Forrest Gander’s “Core Samples from the World” is an unusual book even for poetry, a genre that frequently breaks many book world rules. Gander’s poetry and prose is sequences beside black and white photos by three photographers: Raymond Meeks, Graciela Inturbide and Lucas Foglia. Certainly the words and pictures work together, but it’s not as simple as the poems describing the pictures or the pictures inspiring the poems. No, there’s something much more poetic going on, which is why this book, whose true subject is the surprisingly and constant foreignness of the world to anyone who looks at it closely, is poetry through and through.
It’s as though the images and poems get on each other, the way a dash of some ingredient might accidentally spill into a mixing bowl and suddenly the unsuspecting chef is making a delicacy. The photos inflect the poems, and vice versa, the way two neighboring words in a poem can subtle inflect each others’ meanings. In a poem beside a Meeks photo of two dust-covered boys carrying baskets on their heads, one up front and in focus, the other blurry in the background, Gander writes of “The sense of epoch loosened, unstrung./ Each one thinking it is the other who recedes like a horizon.” Facing an Iturbide photo of what look like rows of cactai, we read a dialogue about tending sheep in france: “They have sheep?// Sure.// How many might one shepherd have?// I don’t know, thousands.// How could they be counted.” Further down the page, in answer to the question “And what took you there?” the italicized voice offers this bracing stanza:
I was looking for bonds. I wanted to break a mirror. I wanted
to render myself accessible, available. I wanted to borrow eyes
from another language. I was looking for the words to come.

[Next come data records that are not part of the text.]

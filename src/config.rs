//! Geometry configuration.
//!
//! Mirrors the two tunables of the demo (`range`, `scale`) plus an optional RNG seed so
//! runs can be reproduced. Window/event-loop settings live in `render::app::AppConfig`.

use rand::SeedableRng;
use rand_chacha::ChaCha8Rng;

use crate::geometry::{self, GeometryError, GeometrySnapshot};

/// Default multiplier applied to the normalized directions.
pub const DEFAULT_SCALE: f32 = 5.0;

/// Inputs for `geometry::generate`.
#[derive(Debug, Copy, Clone, PartialEq)]
pub struct GeometryConfig {
    /// Symmetric per-axis sampling bound. Must be finite and `>= 0`.
    pub range: f32,
    /// Length multiplier after normalization. Negative flips both vectors. At most
    /// `geometry::MAX_SCALE` in magnitude.
    pub scale: f32,
    /// Seed for the RNG stream. `None` seeds from OS entropy.
    pub seed: Option<u64>,
}

impl GeometryConfig {
    /// Config with the given `range` and the default scale.
    ///
    /// There is no sensible default for `range`, so it is always explicit.
    pub fn new(range: f32) -> Self {
        Self {
            range,
            scale: DEFAULT_SCALE,
            seed: None,
        }
    }

    #[inline]
    pub fn with_scale(mut self, scale: f32) -> Self {
        self.scale = scale;
        self
    }

    #[inline]
    pub fn with_seed(mut self, seed: u64) -> Self {
        self.seed = Some(seed);
        self
    }

    /// Reject values `generate` would refuse anyway, before any window is created.
    pub fn validate(&self) -> Result<(), GeometryError> {
        geometry::validate_inputs(self.range, self.scale)
    }

    /// Build the RNG stream this config describes.
    pub fn rng(&self) -> ChaCha8Rng {
        match self.seed {
            Some(seed) => ChaCha8Rng::seed_from_u64(seed),
            None => ChaCha8Rng::from_entropy(),
        }
    }

    /// Generate a snapshot from this config using the given RNG.
    pub fn generate<R: rand::Rng + ?Sized>(
        &self,
        rng: &mut R,
    ) -> Result<GeometrySnapshot, GeometryError> {
        geometry::generate(self.range, self.scale, rng)
    }
}

#[cfg(test)]
mod tests {
    use super::*;

    #[test]
    fn new_uses_default_scale() {
        let cfg = GeometryConfig::new(2.0);
        assert_eq!(cfg.range, 2.0);
        assert_eq!(cfg.scale, DEFAULT_SCALE);
        assert_eq!(cfg.seed, None);
    }

    #[test]
    fn validate_flags_bad_values() {
        assert!(GeometryConfig::new(1.0).validate().is_ok());
        assert!(GeometryConfig::new(0.0).validate().is_ok());
        assert_eq!(
            GeometryConfig::new(-0.5).validate(),
            Err(GeometryError::InvalidRange(-0.5))
        );
        assert!(matches!(
            GeometryConfig::new(1.0).with_scale(f32::NAN).validate(),
            Err(GeometryError::InvalidScale(_))
        ));
        assert!(GeometryConfig::new(f32::MAX).validate().is_ok());
        assert!(GeometryConfig::new(1.0).with_scale(geometry::MAX_SCALE).validate().is_ok());
        assert_eq!(
            GeometryConfig::new(1.0).with_scale(2e19).validate(),
            Err(GeometryError::InvalidScale(2e19))
        );
    }

    #[test]
    fn seeded_configs_reproduce() {
        let cfg = GeometryConfig::new(1.0).with_seed(1234).with_scale(-3.0);
        let a = cfg.generate(&mut cfg.rng()).unwrap();
        let b = cfg.generate(&mut cfg.rng()).unwrap();
        assert_eq!(a, b);
        assert!((a.vector_a().length() - 3.0).abs() < 1e-4);
    }

    #[test]
    fn one_stream_yields_distinct_snapshots() {
        let cfg = GeometryConfig::new(1.0).with_seed(8);
        let mut rng = cfg.rng();
        let first = cfg.generate(&mut rng).unwrap();
        let second = cfg.generate(&mut rng).unwrap();
        assert_ne!(first, second);
    }
}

Indeed this book travels the world in the hopes of viewing others lives on their own terms: the prose sections–poetic, memoiristic prose interspersed with haiku-like lines of poetry, a Japanese essay-poem form called the haibun–that close each sequence of poems and photographs narrate Gander’s own journeys through China, Mexico, Bosnia-Hersegovnia and Chile. Much of the prose concerns cross-cultural exchanges between groups of poets from America and other countries in which they each try not to lose too much of the dark and joyful details of their native cultures in the translation, and to hold each other to the truths that words demand.
Gander has always been an innovative poet, and one deeply concerned with the events, and languages, beyond America’s borders. In this, certainly his most accessible, and possibly his most powerful, book, he brings the world’s frightening and beautiful strangeness far beyond the edge of the page.